The most critical difference is security, transparency, and more granular control. This is why *.exe files are a very dangerous proposition to accept. In some detail:
In the windows world you have to trust that *.exe file. How can one really be sure it is to be trusted? How can you even know that it installs something? How can you be sure it doesn't do other things behind your back?
In Ubuntu, packages are digitally signed, so by using the package manager (be it muon, synaptic, aptitude, or even straight apt) - you get the content verified before it is even unpacked. This assumes, of course, that you trust the repositories. I'd rather trust the Ubuntu repositories (a single authority) than hundreds of often unfamiliar different sources to download from.
With a *.exe file you can do essentially one thing: execute it. In Ubuntu you can inspect the contents of the package, descriptions, configs, individual files, latest changes, bug fixes, etc. from the convenience of your package manager before deciding whether to install or not.

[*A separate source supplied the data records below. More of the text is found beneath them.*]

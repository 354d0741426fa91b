//! Battle configuration with documented constants
//!
//! Every balance number the engine uses is collected here. Values load from
//! TOML (`data/battle.toml`); missing sections fall back to the defaults in
//! `battle::constants`.

use serde::{Deserialize, Serialize};
use std::fs;
use std::path::Path;
use std::time::Duration;

use crate::battle::ai::AiTuning;
use crate::battle::constants::*;
use crate::core::error::{ArenaError, Result};

/// Gauge regeneration and focus gain
#[derive(Debug, Clone, Serialize, Deserialize)]
#[serde(default)]
pub struct GaugeConfig {
    /// Upper bound of every action gauge
    pub max: u32,
    /// Player attack-gauge regen per completed turn pair
    pub player_attack_regen: u32,
    /// Player defense-gauge regen per completed turn pair
    pub player_defense_regen: u32,
    /// Enemy attack-gauge regen per completed turn pair
    pub enemy_attack_regen: u32,
    /// Enemy defense-gauge regen per completed turn pair
    pub enemy_defense_regen: u32,
    /// Focus gained by a basic attack
    pub focus_per_attack: u32,
    /// Focus gained by defending
    pub focus_per_defend: u32,
    /// Enemy defense gauge max = defense stat x this factor (capped at `max`)
    pub enemy_defense_factor: u32,
}

impl Default for GaugeConfig {
    fn default() -> Self {
        Self {
            max: GAUGE_MAX,
            player_attack_regen: PLAYER_ATTACK_REGEN,
            player_defense_regen: PLAYER_DEFENSE_REGEN,
            enemy_attack_regen: ENEMY_ATTACK_REGEN,
            enemy_defense_regen: ENEMY_DEFENSE_REGEN,
            focus_per_attack: FOCUS_PER_ATTACK,
            focus_per_defend: FOCUS_PER_DEFEND,
            enemy_defense_factor: ENEMY_DEFENSE_GAUGE_FACTOR,
        }
    }
}

/// Attack-gauge cost of every action
#[derive(Debug, Clone, Serialize, Deserialize)]
#[serde(default)]
pub struct CostConfig {
    pub basic_attack: u32,
    pub enemy_attack: u32,
    pub enemy_ability: u32,
    pub fireball: u32,
    pub star_shield: u32,
    pub frost_orb: u32,
    pub poison_dart: u32,
    pub thunder: u32,
}

impl Default for CostConfig {
    fn default() -> Self {
        Self {
            basic_attack: BASIC_ATTACK_COST,
            enemy_attack: ENEMY_ATTACK_COST,
            enemy_ability: ENEMY_ABILITY_COST,
            fireball: FIREBALL_COST,
            star_shield: STAR_SHIELD_COST,
            frost_orb: FROST_ORB_COST,
            poison_dart: POISON_DART_COST,
            thunder: THUNDER_COST,
        }
    }
}

/// Damage and heal magnitudes
#[derive(Debug, Clone, Serialize, Deserialize)]
#[serde(default)]
pub struct DamageConfig {
    /// Player basic attack roll at level 1
    pub player_strike_min: u32,
    pub player_strike_max: u32,
    /// Added to both strike bounds per level above 1
    pub player_strike_per_level: u32,
    /// Enemy basic attack rolls `power +/- spread`
    pub enemy_strike_spread: u32,
    /// Focus (special) attack roll at level 1
    pub special_min: u32,
    pub special_max: u32,
    pub special_per_level: u32,
    /// Player level required before the special attack can fire
    pub special_unlock_level: u32,
    pub aggressive_multiplier: f32,
    pub reckless_multiplier: f32,
    pub potion_heal: u32,
    pub fireball_min: u32,
    pub fireball_max: u32,
    pub thunder_min: u32,
    pub thunder_max: u32,
    pub star_shield_charges: u32,
    pub frost_orb_turns: u32,
    pub poison_dart_damage: u32,
    pub poison_dart_turns: u32,
    /// Burn left behind by a fireball
    pub fireball_burn_damage: u32,
    pub fireball_burn_turns: u32,
    /// Duration of the Weakened status from an attack debuff
    pub debuff_turns: u32,
}

impl Default for DamageConfig {
    fn default() -> Self {
        Self {
            player_strike_min: PLAYER_STRIKE_MIN,
            player_strike_max: PLAYER_STRIKE_MAX,
            player_strike_per_level: PLAYER_STRIKE_PER_LEVEL,
            enemy_strike_spread: ENEMY_STRIKE_SPREAD,
            special_min: SPECIAL_MIN,
            special_max: SPECIAL_MAX,
            special_per_level: SPECIAL_PER_LEVEL,
            special_unlock_level: SPECIAL_UNLOCK_LEVEL,
            aggressive_multiplier: AGGRESSIVE_MULTIPLIER,
            reckless_multiplier: RECKLESS_MULTIPLIER,
            potion_heal: POTION_HEAL,
            fireball_min: FIREBALL_MIN,
            fireball_max: FIREBALL_MAX,
            thunder_min: THUNDER_MIN,
            thunder_max: THUNDER_MAX,
            star_shield_charges: STAR_SHIELD_CHARGES,
            frost_orb_turns: FROST_ORB_TURNS,
            poison_dart_damage: POISON_DART_DAMAGE,
            poison_dart_turns: POISON_DART_TURNS,
            fireball_burn_damage: FIREBALL_BURN_DAMAGE,
            fireball_burn_turns: FIREBALL_BURN_TURNS,
            debuff_turns: DEBUFF_TURNS,
        }
    }
}

/// Flee success chance = max(floor, base - tier * per_tier)
#[derive(Debug, Clone, Serialize, Deserialize)]
#[serde(default)]
pub struct FleeConfig {
    pub base_chance: f64,
    pub per_tier: f64,
    pub floor: f64,
}

impl Default for FleeConfig {
    fn default() -> Self {
        Self {
            base_chance: FLEE_BASE_CHANCE,
            per_tier: FLEE_PER_TIER,
            floor: FLEE_FLOOR,
        }
    }
}

/// Forces under-used special abilities to fire
#[derive(Debug, Clone, Serialize, Deserialize)]
#[serde(default)]
pub struct FairnessConfig {
    /// Enemy turns after which the override may kick in
    pub turn_threshold: u32,
    /// Uses each flagged special must reach per battle
    pub minimum_uses: u32,
}

impl Default for FairnessConfig {
    fn default() -> Self {
        Self {
            turn_threshold: FAIRNESS_TURN_THRESHOLD,
            minimum_uses: MINIMUM_SPECIAL_USES,
        }
    }
}

/// Rewards and penalties at the end of a battle
#[derive(Debug, Clone, Serialize, Deserialize)]
#[serde(default)]
pub struct OutcomeConfig {
    /// XP per enemy level when the loot table has no explicit range
    pub xp_per_level: u32,
    /// Each tier above 1 adds this fraction to the XP reward
    pub tier_multiplier: f32,
    /// Defeat costs this fraction of current XP ...
    pub defeat_xp_fraction: f32,
    /// ... or this much per player level, whichever is larger
    pub defeat_xp_per_level: u32,
    /// Chance to lose one consumable on defeat
    pub item_loss_chance: f64,
    /// HP fraction the player is revived at after a defeat
    pub defeat_revive_fraction: f32,
}

impl Default for OutcomeConfig {
    fn default() -> Self {
        Self {
            xp_per_level: 12,
            tier_multiplier: 0.5,
            defeat_xp_fraction: 0.10,
            defeat_xp_per_level: 5,
            item_loss_chance: 0.25,
            defeat_revive_fraction: 0.25,
        }
    }
}

/// Presentation pacing (milliseconds)
#[derive(Debug, Clone, Serialize, Deserialize)]
#[serde(default)]
pub struct PacingConfig {
    /// Minimum delay between a player action and the next accepted input
    pub min_turn_delay_ms: u64,
    /// Longest the runner waits for a presentation "ready" signal
    pub presentation_timeout_ms: u64,
    /// Delay before a finished session is released
    pub post_battle_cooldown_ms: u64,
}

impl Default for PacingConfig {
    fn default() -> Self {
        Self {
            min_turn_delay_ms: 0,
            presentation_timeout_ms: 5_000,
            post_battle_cooldown_ms: 0,
        }
    }
}

impl PacingConfig {
    pub fn min_turn_delay(&self) -> Duration {
        Duration::from_millis(self.min_turn_delay_ms)
    }

    pub fn presentation_timeout(&self) -> Duration {
        Duration::from_millis(self.presentation_timeout_ms)
    }

    pub fn post_battle_cooldown(&self) -> Duration {
        Duration::from_millis(self.post_battle_cooldown_ms)
    }
}

/// Complete battle configuration
#[derive(Debug, Clone, Default, Serialize, Deserialize)]
pub struct BattleConfig {
    #[serde(default)]
    pub gauges: GaugeConfig,
    #[serde(default)]
    pub costs: CostConfig,
    #[serde(default)]
    pub damage: DamageConfig,
    #[serde(default)]
    pub flee: FleeConfig,
    #[serde(default)]
    pub fairness: FairnessConfig,
    #[serde(default)]
    pub ai: AiTuning,
    #[serde(default)]
    pub outcome: OutcomeConfig,
    #[serde(default)]
    pub pacing: PacingConfig,
}

impl BattleConfig {
    /// Create a new config with default values
    pub fn new() -> Self {
        Self::default()
    }

    /// Parse and validate a TOML document
    pub fn from_toml_str(contents: &str) -> Result<Self> {
        let config: BattleConfig = toml::from_str(contents)?;
        config.validate()?;
        Ok(config)
    }

    /// Load from a TOML file
    pub fn load(path: &Path) -> Result<Self> {
        let contents = fs::read_to_string(path)?;
        Self::from_toml_str(&contents)
    }

    /// Validate configuration for internal consistency
    pub fn validate(&self) -> Result<()> {
        if self.gauges.max == 0 {
            return Err(ArenaError::Config("gauges.max must be positive".into()));
        }

        let d = &self.damage;
        let ranges = [
            ("player_strike", d.player_strike_min, d.player_strike_max),
            ("special", d.special_min, d.special_max),
            ("fireball", d.fireball_min, d.fireball_max),
            ("thunder", d.thunder_min, d.thunder_max),
        ];
        for (name, min, max) in ranges {
            if min > max {
                return Err(ArenaError::Config(format!(
                    "damage.{name}_min ({min}) must be <= damage.{name}_max ({max})"
                )));
            }
        }

        let c = &self.costs;
        for (name, cost) in [
            ("basic_attack", c.basic_attack),
            ("fireball", c.fireball),
            ("star_shield", c.star_shield),
            ("frost_orb", c.frost_orb),
            ("poison_dart", c.poison_dart),
            ("thunder", c.thunder),
        ] {
            if cost > self.gauges.max {
                return Err(ArenaError::Config(format!(
                    "costs.{name} ({cost}) exceeds gauges.max ({})",
                    self.gauges.max
                )));
            }
        }

        let f = &self.flee;
        if !(0.0..=1.0).contains(&f.floor) || !(0.0..=1.0).contains(&f.base_chance) {
            return Err(ArenaError::Config(
                "flee chances must lie in [0, 1]".into(),
            ));
        }

        if !(0.0..=1.0).contains(&self.outcome.item_loss_chance) {
            return Err(ArenaError::Config(
                "outcome.item_loss_chance must lie in [0, 1]".into(),
            ));
        }

        self.ai.validate().map_err(ArenaError::Config)?;

        Ok(())
    }
}
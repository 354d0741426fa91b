//! Outcome and loot resolution
//!
//! Runs exactly once per session, after a terminal transition. All changes
//! are computed on a copy of the progression record and committed in one
//! assignment.

use std::collections::BTreeMap;

use rand::Rng;
use serde::{Deserialize, Serialize};

use crate::battle::actions::ItemKind;
use crate::battle::combatant::Combatant;
use crate::battle::session::BattleState;
use crate::core::config::OutcomeConfig;
use crate::core::error::{ArenaError, Result};
use crate::core::types::ItemId;
use crate::ports::progression::ProgressionRecord;

/// One entry of an enemy loot table
#[derive(Debug, Clone, PartialEq, Serialize, Deserialize)]
pub struct LootDrop {
    pub id: ItemId,
    pub chance: f64,
}

/// Rewards an enemy can drop on victory
#[derive(Debug, Clone, PartialEq, Default, Serialize, Deserialize)]
pub struct LootTable {
    /// Inclusive XP range; the level/tier formula applies when absent
    #[serde(default, rename = "xp_coins")]
    pub xp: Option<(u32, u32)>,
    #[serde(default)]
    pub items: Vec<LootDrop>,
}

/// What the outcome changed
#[derive(Debug, Clone, PartialEq, Eq, Serialize, Deserialize)]
pub struct Loot {
    pub result: BattleState,
    pub xp_delta: i64,
    pub items_gained: Vec<ItemId>,
    pub items_lost: Vec<ItemId>,
}

impl Loot {
    fn empty(result: BattleState) -> Self {
        Self {
            result,
            xp_delta: 0,
            items_gained: Vec::new(),
            items_lost: Vec::new(),
        }
    }
}

/// XP for beating `enemy`: the table range if any, else level x tier scaling
pub fn victory_xp<R: Rng>(config: &OutcomeConfig, enemy: &Combatant, table: Option<&LootTable>, rng: &mut R) -> u32 {
    if let Some((a, b)) = table.and_then(|t| t.xp) {
        let (lo, hi) = if a <= b { (a, b) } else { (b, a) };
        return rng.gen_range(lo..=hi);
    }
    let tier = enemy.tier().value().saturating_sub(1) as f32;
    let base = config.xp_per_level as f32 * enemy.level as f32;
    (base * (1.0 + config.tier_multiplier * tier)).round() as u32
}

/// XP lost on defeat: a fraction of current XP or a level-scaled floor, never more than held
pub fn defeat_penalty(config: &OutcomeConfig, level: u32, xp: u64) -> u64 {
    let fraction = (xp as f64 * config.defeat_xp_fraction as f64).floor() as u64;
    let flat = config.defeat_xp_per_level as u64 * level as u64;
    fraction.max(flat).min(xp)
}

/// Guard plus the resolution logic
#[derive(Debug, Clone, Default)]
pub struct OutcomeResolver {
    resolved: Option<Loot>,
}

impl OutcomeResolver {
    pub fn new() -> Self {
        Self::default()
    }

    pub fn is_resolved(&self) -> bool {
        self.resolved.is_some()
    }

    pub fn loot(&self) -> Option<&Loot> {
        self.resolved.as_ref()
    }

    /// Compute and commit the outcome into `record`
    ///
    /// `inventory` is the session's item counts after mid-battle consumption.
    #[allow(clippy::too_many_arguments)]
    pub fn resolve<R: Rng>(
        &mut self,
        state: BattleState,
        player: &Combatant,
        enemy: &Combatant,
        table: Option<&LootTable>,
        inventory: &BTreeMap<ItemId, u32>,
        config: &OutcomeConfig,
        record: &mut ProgressionRecord,
        rng: &mut R,
    ) -> Result<Loot> {
        if !state.is_terminal() {
            return Err(ArenaError::NotTerminal { state });
        }
        if self.resolved.is_some() {
            tracing::error!(?state, "outcome resolver invoked twice");
            return Err(ArenaError::OutcomeAlreadyResolved);
        }

        let mut next = record.clone();
        next.inventory = inventory.clone();
        next.inventory.retain(|_, count| *count > 0);
        let mut loot = Loot::empty(state);

        match state {
            BattleState::Victory => {
                let xp = victory_xp(config, enemy, table, rng);
                next.xp = next.xp.saturating_add(xp as u64);
                loot.xp_delta = xp as i64;

                for drop in table.map(|t| t.items.as_slice()).unwrap_or_default() {
                    if rng.gen_bool(drop.chance.clamp(0.0, 1.0)) {
                        *next.inventory.entry(drop.id.clone()).or_insert(0) += 1;
                        loot.items_gained.push(drop.id.clone());
                    }
                }
                next.hp = player.hp.value();
            }
            BattleState::Defeat => {
                let penalty = defeat_penalty(config, player.level, next.xp);
                next.xp -= penalty;
                loot.xp_delta = -(penalty as i64);

                if rng.gen_bool(config.item_loss_chance.clamp(0.0, 1.0)) {
                    let held: Vec<ItemId> = next
                        .inventory
                        .iter()
                        .filter(|(id, count)| **count > 0 && ItemKind::from_item_id(id).is_some())
                        .map(|(id, _)| id.clone())
                        .collect();
                    if !held.is_empty() {
                        let lost = held[rng.gen_range(0..held.len())].clone();
                        if let Some(count) = next.inventory.get_mut(&lost) {
                            *count -= 1;
                        }
                        next.inventory.retain(|_, count| *count > 0);
                        loot.items_lost.push(lost);
                    }
                }

                let revive = (next.max_hp as f32 * config.defeat_revive_fraction).floor() as u32;
                next.hp = revive.clamp(1, next.max_hp.max(1));
            }
            // Fled: nothing beyond what the battle already consumed
            _ => {
                next.hp = player.hp.value();
            }
        }

        *record = next;
        tracing::info!(
            result = ?state,
            xp_delta = loot.xp_delta,
            gained = loot.items_gained.len(),
            lost = loot.items_lost.len(),
            "outcome committed"
        );
        self.resolved = Some(loot.clone());
        Ok(loot)
    }
}
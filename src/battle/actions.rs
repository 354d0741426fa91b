//! Action requests for both sides

use serde::{Deserialize, Serialize};

use crate::core::config::{BattleConfig, DamageConfig};
use crate::core::types::ItemId;

/// Consumable battle items
#[derive(Debug, Clone, Copy, PartialEq, Eq, Hash, Serialize, Deserialize)]
#[serde(rename_all = "snake_case")]
pub enum ItemKind {
    Potion,
    Fireball,
    StarShield,
    FrostOrb,
    PoisonDart,
    Thunder,
}

impl ItemKind {
    pub const ALL: [ItemKind; 6] = [
        Self::Potion,
        Self::Fireball,
        Self::StarShield,
        Self::FrostOrb,
        Self::PoisonDart,
        Self::Thunder,
    ];

    /// Inventory identifier in the progression record
    pub fn item_id(self) -> ItemId {
        ItemId::new(match self {
            Self::Potion => "potion",
            Self::Fireball => "fireball",
            Self::StarShield => "star_shield",
            Self::FrostOrb => "frost_orb",
            Self::PoisonDart => "poison_dart",
            Self::Thunder => "thunder",
        })
    }

    pub fn from_item_id(id: &ItemId) -> Option<Self> {
        Self::ALL.into_iter().find(|kind| kind.item_id() == *id)
    }

    pub fn label(self) -> &'static str {
        match self {
            Self::Potion => "Potion",
            Self::Fireball => "Fireball",
            Self::StarShield => "Star Shield",
            Self::FrostOrb => "Frost Orb",
            Self::PoisonDart => "Poison Dart",
            Self::Thunder => "Thunder Scroll",
        }
    }

    /// Attack-gauge cost
    pub fn cost(self, config: &BattleConfig) -> u32 {
        let c = &config.costs;
        match self {
            Self::Potion => 0,
            Self::Fireball => c.fireball,
            Self::StarShield => c.star_shield,
            Self::FrostOrb => c.frost_orb,
            Self::PoisonDart => c.poison_dart,
            Self::Thunder => c.thunder,
        }
    }

    /// Damage roll bounds for offensive items
    pub fn damage_range(self, damage: &DamageConfig) -> Option<(u32, u32)> {
        match self {
            Self::Fireball => Some((damage.fireball_min, damage.fireball_max)),
            Self::Thunder => Some((damage.thunder_min, damage.thunder_max)),
            Self::PoisonDart => Some((damage.poison_dart_damage, damage.poison_dart_damage)),
            Self::Potion | Self::StarShield | Self::FrostOrb => None,
        }
    }
}

/// What the player asks to do on their turn
#[derive(Debug, Clone, Copy, PartialEq, Eq, Serialize, Deserialize)]
pub enum PlayerAction {
    Attack,
    Defend,
    /// Focus attack: needs a full focus gauge and the unlock level
    Special,
    UseItem(ItemKind),
    Flee,
}

impl PlayerAction {
    pub fn label(&self) -> String {
        match self {
            Self::Attack => "Attack".to_string(),
            Self::Defend => "Defend".to_string(),
            Self::Special => "Special".to_string(),
            Self::UseItem(item) => item.label().to_string(),
            Self::Flee => "Flee".to_string(),
        }
    }
}

/// Damage multiplier class of an enemy basic attack
#[derive(Debug, Clone, Copy, PartialEq, Eq, Serialize, Deserialize)]
pub enum AttackStance {
    Normal,
    Aggressive,
    Reckless,
}

impl AttackStance {
    pub fn multiplier(self, damage: &DamageConfig) -> f32 {
        match self {
            Self::Normal => 1.0,
            Self::Aggressive => damage.aggressive_multiplier,
            Self::Reckless => damage.reckless_multiplier,
        }
    }
}

/// The single action an enemy takes on its turn
#[derive(Debug, Clone, Copy, PartialEq, Eq, Serialize, Deserialize)]
pub enum EnemyAction {
    Attack { stance: AttackStance },
    Defend,
    /// Index into the enemy's ability list
    Ability(usize),
    /// Index into the enemy's flagged specials
    Special(usize),
    SelfHeal,
}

When you install from an *.exe file you also have to trust its 'uninstall' hook (and not all *.exe files are guaranteed to have one). In Ubuntu, all files belonging to standard packages installed by the package manager can always be uninstalled. The package manager is a separate and trusted application which provides both the installer and uninstaller, the package itself cannot take away the uninstall hook from you. Of course, a malicious package can sneak stuff via post-install actions, but that's why we have the official repository system and the same people we trust to maintain them.
It goes further. On Ubuntu I can really trust my system because I can verify the software on many levels. The ultimate level is being able to look at source-code. Packages have corresponding src packages. I can actually look at the source (Example: 'apt-get source bash' will give you the full sources to the bash shell). In the world of *.exe files, usually there are only binaries, and who knows what they actually do behind the scenes?
That said, there are always exceptions to the rules, but for me security and trust mean I cannot accept executing binaries from hundreds of different sources that are hard to verify as a standard way to install components on my system.